Trader 12 had asked me over for coffee and pastries. He opens the door in a linen shirt, barefoot. Chemex on the counter, croissants on a parchment-lined plate. His day job is at a venture-backed AI hedge fund downtown, the kind where the machines do the trading. Saturdays, though, are for the side gig. "On weekends, markets no longer sleep," he says, pouring two cups of coffee. "You just have to figure out what's moving them."
The inference problem
For a few dozen hours from Friday close to Monday open, Korea is dark, Japan is dark, Wall Street is dark. The only live tape on names like EWY, EWJ, and a handful of American chips and hyperscalers is perps onchain. Someone has to price those names to the Monday open.
"The trap most people fall into," he says, "is to look at the S&P and then just multiply by a beta someone fit on a year of data. But that's not how markets work." (A beta is just a multiplier. If Broadcom's beta to the S&P is 1.3, the rough rule says Broadcom moves 1.3% for every 1% move in the S&P.)

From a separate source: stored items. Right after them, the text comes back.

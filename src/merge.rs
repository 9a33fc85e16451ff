//! Cross-grouping merge.
//!
//! Each grouping's assignments are summarized as a distribution over its
//! total mine count. Bucket weights count distinct cell-level placements
//! (clustering collapsed equivalent cells, so every assignment stands for
//! Π choose(size, value) placements). Distributions are then convolved
//! across groupings under the global mine budget.

use crate::grouping::{Candidate, Grouping};
use crate::search::{Assignment, Certainty};
use std::collections::BTreeMap;

/// All placements that put exactly `mines` mines on the frontier.
#[derive(Debug, Clone, PartialEq)]
pub struct Bucket {
    pub mines: usize,
    /// Number of placements, up to a common scale factor.
    pub weight: f64,
    /// Per candidate: Σ placements × value. Divide by `weight` for the
    /// expected value inside this bucket.
    pub mine_sums: Vec<f64>,
    /// Per candidate: smallest value seen in this bucket.
    pub min: Vec<u8>,
    /// Per candidate: largest value seen in this bucket.
    pub max: Vec<u8>,
}

/// Mine-count distribution over a list of candidates.
#[derive(Debug, Clone, PartialEq)]
pub struct Distribution {
    /// Cluster size per candidate.
    pub sizes: Vec<usize>,
    /// Ascending by `mines`.
    pub buckets: Vec<Bucket>,
}

impl Distribution {
    /// No candidates, a single empty placement.
    pub fn identity() -> Self {
        Self {
            sizes: Vec::new(),
            buckets: vec![Bucket {
                mines: 0,
                weight: 1.0,
                mine_sums: Vec::new(),
                min: Vec::new(),
                max: Vec::new(),
            }],
        }
    }

    pub fn is_empty(&self) -> bool {
        self.buckets.is_empty()
    }

    /// Divide all weights by the largest one; the ratios are all that matter.
    fn rescale(&mut self) {
        let top = self.buckets.iter().map(|b| b.weight).fold(0.0f64, f64::max);
        if top > 0.0 && top.is_finite() {
            for b in &mut self.buckets {
                b.weight /= top;
                for s in &mut b.mine_sums {
                    *s /= top;
                }
            }
        }
    }
}

/// Binomial coefficient as a float.
pub fn choose(n: usize, k: usize) -> f64 {
    if k > n {
        return 0.0;
    }
    let k = k.min(n - k);
    (0..k).fold(1.0, |acc, i| acc * (n - i) as f64 / (i + 1) as f64)
}

/// Bucket one grouping's assignments by total mines.
pub fn summarize(grouping: &Grouping, assignments: &[Assignment]) -> Distribution {
    let sizes: Vec<usize> = grouping.candidates.iter().map(Candidate::size).collect();
    let n = sizes.len();
    let mut buckets: BTreeMap<usize, Bucket> = BTreeMap::new();

    for a in assignments {
        let mines: usize = a.iter().map(|&v| v as usize).sum();
        let weight: f64 = a.iter().zip(&sizes).map(|(&v, &s)| choose(s, v as usize)).product();

        let bucket = buckets.entry(mines).or_insert_with(|| Bucket {
            mines,
            weight: 0.0,
            mine_sums: vec![0.0; n],
            min: vec![u8::MAX; n],
            max: vec![0; n],
        });
        bucket.weight += weight;
        for (i, &v) in a.iter().enumerate() {
            bucket.mine_sums[i] += weight * f64::from(v);
            bucket.min[i] = bucket.min[i].min(v);
            bucket.max[i] = bucket.max[i].max(v);
        }
    }

    let mut dist = Distribution {
        sizes,
        buckets: buckets.into_values().collect(),
    };
    dist.rescale();
    dist
}

/// Combine two independent distributions; candidates of `b` follow those of
/// `a`. Totals above `mines_left` are dropped.
pub fn convolve(a: &Distribution, b: &Distribution, mines_left: usize) -> Distribution {
    let mut buckets: BTreeMap<usize, Bucket> = BTreeMap::new();
    let n = a.sizes.len() + b.sizes.len();

    for x in &a.buckets {
        for y in &b.buckets {
            let mines = x.mines + y.mines;
            if mines > mines_left {
                continue;
            }
            let bucket = buckets.entry(mines).or_insert_with(|| Bucket {
                mines,
                weight: 0.0,
                mine_sums: vec![0.0; n],
                min: vec![u8::MAX; n],
                max: vec![0; n],
            });
            bucket.weight += x.weight * y.weight;

            let sums = x.mine_sums.iter().map(|s| s * y.weight).chain(y.mine_sums.iter().map(|s| s * x.weight));
            for (acc, s) in bucket.mine_sums.iter_mut().zip(sums) {
                *acc += s;
            }
            let mins = x.min.iter().chain(&y.min);
            for (acc, &v) in bucket.min.iter_mut().zip(mins) {
                *acc = (*acc).min(v);
            }
            let maxs = x.max.iter().chain(&y.max);
            for (acc, &v) in bucket.max.iter_mut().zip(maxs) {
                *acc = (*acc).max(v);
            }
        }
    }

    let mut dist = Distribution {
        sizes: a.sizes.iter().chain(&b.sizes).copied().collect(),
        buckets: buckets.into_values().collect(),
    };
    dist.rescale();
    dist
}

/// Merge every grouping's distribution and keep only totals the rest of the
/// board can complete: at most `mines_left`, and leaving no more mines than
/// there are `outsiders`.
pub fn merge_all(parts: &[Distribution], mines_left: usize, outsiders: usize) -> Distribution {
    let mut merged = parts
        .iter()
        .fold(Distribution::identity(), |acc, part| convolve(&acc, part, mines_left));
    let floor = mines_left.saturating_sub(outsiders);
    merged.buckets.retain(|b| b.mines >= floor);
    log::trace!(
        "merged {} groupings into {} buckets ({}..={} mines)",
        parts.len(),
        merged.buckets.len(),
        floor,
        mines_left
    );
    merged
}

/// Certainty test over a merged distribution.
pub fn certainty(dist: &Distribution, mines_left: usize, outsiders: usize) -> Certainty {
    let mut out = Certainty::default();
    if dist.is_empty() {
        return out;
    }

    for (i, &size) in dist.sizes.iter().enumerate() {
        if dist.buckets.iter().all(|b| b.max[i] == 0) {
            out.safe.push(i);
        } else if dist.buckets.iter().all(|b| b.min[i] as usize == size) {
            out.mines.push(i);
        }
    }

    if outsiders > 0 {
        out.outsiders_safe = dist.buckets.iter().all(|b| b.mines == mines_left);
        out.outsiders_mined = dist.buckets.iter().all(|b| mines_left - b.mines == outsiders);
    }
    out
}

#[cfg(test)]
mod tests {
    use super::*;
    use crate::grouping::tests::groupings_of;
    use crate::search::search;
    use crate::snapshot::tests::parse_rows;

    #[test]
    fn test_choose() {
        assert_eq!(choose(5, 0), 1.0);
        assert_eq!(choose(5, 2), 10.0);
        assert_eq!(choose(8, 8), 1.0);
        assert_eq!(choose(3, 4), 0.0);
    }

    #[test]
    fn test_summarize_weights_by_placements() {
        // "3" with two flags over three equivalent cells: three placements
        let rows = parse_rows(&["...", "F3F"]);
        let groupings = groupings_of(&rows, 3);
        let dist = summarize(&groupings[0], &search(&groupings[0], 3));
        assert_eq!(dist.buckets.len(), 1);
        let b = &dist.buckets[0];
        assert_eq!(b.mines, 1);
        // rescaled to 1, expected value inside the bucket is 1 mine over 3 cells
        assert!((b.weight - 1.0).abs() < 1e-12);
        assert!((b.mine_sums[0] / b.weight - 1.0).abs() < 1e-12);
    }

    #[test]
    fn test_convolve_respects_budget() {
        let rows = parse_rows(&[".1..1."]);
        let groupings = groupings_of(&rows, 2);
        let parts: Vec<Distribution> = groupings.iter().map(|g| summarize(g, &search(g, 2))).collect();

        let both = convolve(&parts[0], &parts[1], 2);
        assert_eq!(both.sizes, vec![2, 2]);
        assert_eq!(both.buckets.len(), 1);
        assert_eq!(both.buckets[0].mines, 2);

        let tight = convolve(&parts[0], &parts[1], 1);
        assert!(tight.is_empty());
    }

    #[test]
    fn test_merge_all_drops_totals_outsiders_cannot_complete() {
        // Pair under a "1" can hold one mine; the other mine must be outside.
        let rows = parse_rows(&[".1..."]);
        let groupings = groupings_of(&rows, 2);
        let parts: Vec<Distribution> = groupings.iter().map(|g| summarize(g, &search(g, 2))).collect();

        let merged = merge_all(&parts, 2, 2);
        assert_eq!(merged.buckets.len(), 1);
        assert_eq!(merged.buckets[0].mines, 1);

        let c = certainty(&merged, 2, 2);
        assert!(!c.outsiders_safe);
        assert!(!c.outsiders_mined);

        // Only one outsider left for the second mine: it must be a mine.
        let c = certainty(&merged, 2, 1);
        assert!(c.outsiders_mined);
    }

    #[test]
    fn test_merged_certainty_finds_safe_candidates() {
        let rows = parse_rows(&["...", "121", "000"]);
        let groupings = groupings_of(&rows, 2);
        let parts: Vec<Distribution> = groupings.iter().map(|g| summarize(g, &search(g, 2))).collect();
        let merged = merge_all(&parts, 2, 0);
        let c = certainty(&merged, 2, 0);
        assert_eq!(c.safe.len(), 1);
        assert_eq!(c.mines.len(), 2);
    }

    #[test]
    fn test_identity_merge() {
        let merged = merge_all(&[], 0, 4);
        assert_eq!(merged.buckets.len(), 1);
        let c = certainty(&merged, 0, 4);
        assert!(c.outsiders_safe);
        assert!(merge_all(&[], 3, 2).is_empty());
    }
}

He sketches on a napkin. "Three prices are relatively liquid on perps over the weekend: SPX, NDX, and crude oil. But those three numbers aren't the real drivers. They're summaries of something underneath. Behind them sit what we call factors. A factor is a hidden force that moves a lot of things at once. You can't trade it directly, you can only see it through the prices that respond to it. The reason factors are useful is that most of what happens in the world is explained by relatively few of them. Thousands of stocks bounce around every day, but if you take a few well-chosen forces and ask how each stock responds to each one, you can explain most of what you see. The rest is company-specific noise."
More factors than prices
"First factor is macroeconomic growth, how fast the world economy is actually expanding. When it's down, everything bleeds together. Second is real rates, long-term interest rates after you subtract inflation. The companies that get hit hardest when real rates rise are the ones whose profits sit far in the future. Then there's country and sector, many smaller stories bundled together: Korean memory, Japanese autos, Taiwanese foundries, US hyperscalers, each reacting to the same news differently. An oil spike crushes Asian manufacturers because they import almost all their energy. For US names it's a shrug, since shale made the U.S. an energy exporter. There are a handful more I'm not naming. The point is that there are more factors than there are liquid prices."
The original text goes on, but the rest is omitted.